And so the funny thing is that my uncle and I also shared this funny
vulnerability to our shrinks. We didn't realize how terrible they were then.
We felt that we were freaks who didn't quite deserve to be part of the human
race: my uncle because of his homosexuality; and me because of this terrible
acne that I had. And we were fatherless, for all purposes, my uncle and I.
We each had a divorced dad who we weren't seeing much. And so we were very
vulnerable to this psychiatric authority, and only later did we both realize,
`Oh, my God, that was a monster that was trying to treat me.'

GROSS: My guest is Keith Fleming. He's written a new memoir called "The Boy
with the Thorn in His Side," and it's his coming-of-age story that includes
the year that he lived with his uncle, the writer Ed White, in New York.
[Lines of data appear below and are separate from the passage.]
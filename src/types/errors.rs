use thiserror::Error;

// === CryptoError ===

/// Errors raised by the credential cipher.
#[derive(Debug, Error)]
pub enum CryptoError {
    /// The cipher was constructed with an unusable key. Fatal at startup.
    #[error("Cipher configuration error: {0}")]
    Configuration(String),
    /// Ciphertext failed authentication: tampered data or the wrong key.
    #[error("Integrity check failed: {0}")]
    Integrity(String),
    /// The system random source could not produce a nonce or salt.
    #[error("Random generation failed: {0}")]
    RandomGeneration(String),
    /// Sealing the plaintext failed.
    #[error("Encryption failed: {0}")]
    Encryption(String),
}

// === QrCodeError ===

/// Errors raised while building a QR payload.
#[derive(Debug, Error)]
pub enum QrCodeError {
    /// The bitmap could not be generated or serialized for the given input.
    #[error("QR encoding failed: {0}")]
    Encoding(String),
}

// === CredentialError ===

/// Errors returned by the credential access service and its store.
#[derive(Debug, Error)]
pub enum CredentialError {
    /// Caller-supplied data violates a stated constraint.
    #[error("Validation failed: {0}")]
    Validation(String),
    /// No credential exists with the given id.
    #[error("WiFi credential not found: {0}")]
    NotFound(String),
    /// The caller may not access an existing credential.
    #[error("Unauthorized access to WiFi credential: {0}")]
    Unauthorized(String),
    /// The persistence layer failed.
    #[error("Credential storage error: {0}")]
    Storage(String),
    #[error(transparent)]
    Crypto(#[from] CryptoError),
    #[error(transparent)]
    QrCode(#[from] QrCodeError),
}

// === AuthError ===

/// Errors related to registration, login and session tokens.
#[derive(Debug, Error)]
pub enum AuthError {
    /// Email or password does not satisfy the registration rules.
    #[error("Validation failed: {0}")]
    Validation(String),
    /// A user with this email already exists.
    #[error("Email already registered: {0}")]
    EmailTaken(String),
    /// Unknown email or wrong password. Deliberately indistinguishable.
    #[error("Invalid email or password")]
    InvalidCredentials,
    /// The session token is malformed, forged or expired.
    #[error("Invalid or expired token")]
    InvalidToken,
    /// The persistence layer failed.
    #[error("User storage error: {0}")]
    Storage(String),
    #[error(transparent)]
    Crypto(#[from] CryptoError),
}

// === AdminError ===

/// Errors related to administrator-only operations.
#[derive(Debug, Error)]
pub enum AdminError {
    /// The caller is not an administrator.
    #[error("Admin access required")]
    Forbidden,
    /// The referenced user does not exist.
    #[error("User not found: {0}")]
    NotFound(String),
    /// The persistence layer failed.
    #[error("Admin storage error: {0}")]
    Storage(String),
}

// === ConfigError ===

/// Errors raised while loading process configuration.
#[derive(Debug, Error)]
pub enum ConfigError {
    /// A required environment variable is absent or empty.
    #[error("{0} environment variable is required")]
    Missing(&'static str),
    /// A variable is present but unusable.
    #[error("Invalid value for {name}: {reason}")]
    Invalid { name: &'static str, reason: String },
}

// === UserError ===

/// Errors raised by the user store.
#[derive(Debug, Error)]
pub enum UserError {
    /// The unique email index rejected the insert.
    #[error("Email already registered: {0}")]
    EmailTaken(String),
    /// Database operation failed.
    #[error("User database error: {0}")]
    DatabaseError(String),
}

impl From<UserError> for AuthError {
    fn from(err: UserError) -> Self {
        match err {
            UserError::EmailTaken(email) => AuthError::EmailTaken(email),
            UserError::DatabaseError(msg) => AuthError::Storage(msg),
        }
    }
}

impl From<UserError> for AdminError {
    fn from(err: UserError) -> Self {
        match err {
            UserError::EmailTaken(email) => {
                AdminError::Storage(format!("unexpected duplicate email: {}", email))
            }
            UserError::DatabaseError(msg) => AdminError::Storage(msg),
        }
    }
}

impl From<CredentialError> for AdminError {
    fn from(err: CredentialError) -> Self {
        AdminError::Storage(err.to_string())
    }
}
Ed White is now a celebrated novelist and biographer. Where was he in his
career when you came to live with him?

Mr. FLEMING: He was very early in it, and I think that's what makes it all
the more extraordinary that he was willing to take on a teen-age ward like me
because he was very poor. Where he was was a single novel of his had been
published, "Forgetting Elena," and it had sold only something like 300 copies,
though one of these copies had been read by Vladimir Nabokov, who happened to
be my uncle's favorite writer. And when Nabokov had been asked, `Who are the
two best American writers today?' Nabokov had replied, `John Updike and
Edmund White.'

That was wonderful, the praise from Nabokov, but my uncle was very poor in
1976 when I first came to live with him. In fact, he was earning his living
by ghostwriting a US history textbook.

GROSS: When you were a kid growing up, what did it mean to you that your
Uncle Ed was gay? How was that treated by your parents, your grandparents and
how did you see it?

Mr. FLEMING: Yeah. Well, I think that that's something that I found so
interesting to explore, as I was writing the early pages of the book, because
I think it's in writing that we sometimes think--my uncle will often say, `I
don't know what I think about something until I start writing about it.' And
I found myself remembering all of these things I hadn't been so conscious of.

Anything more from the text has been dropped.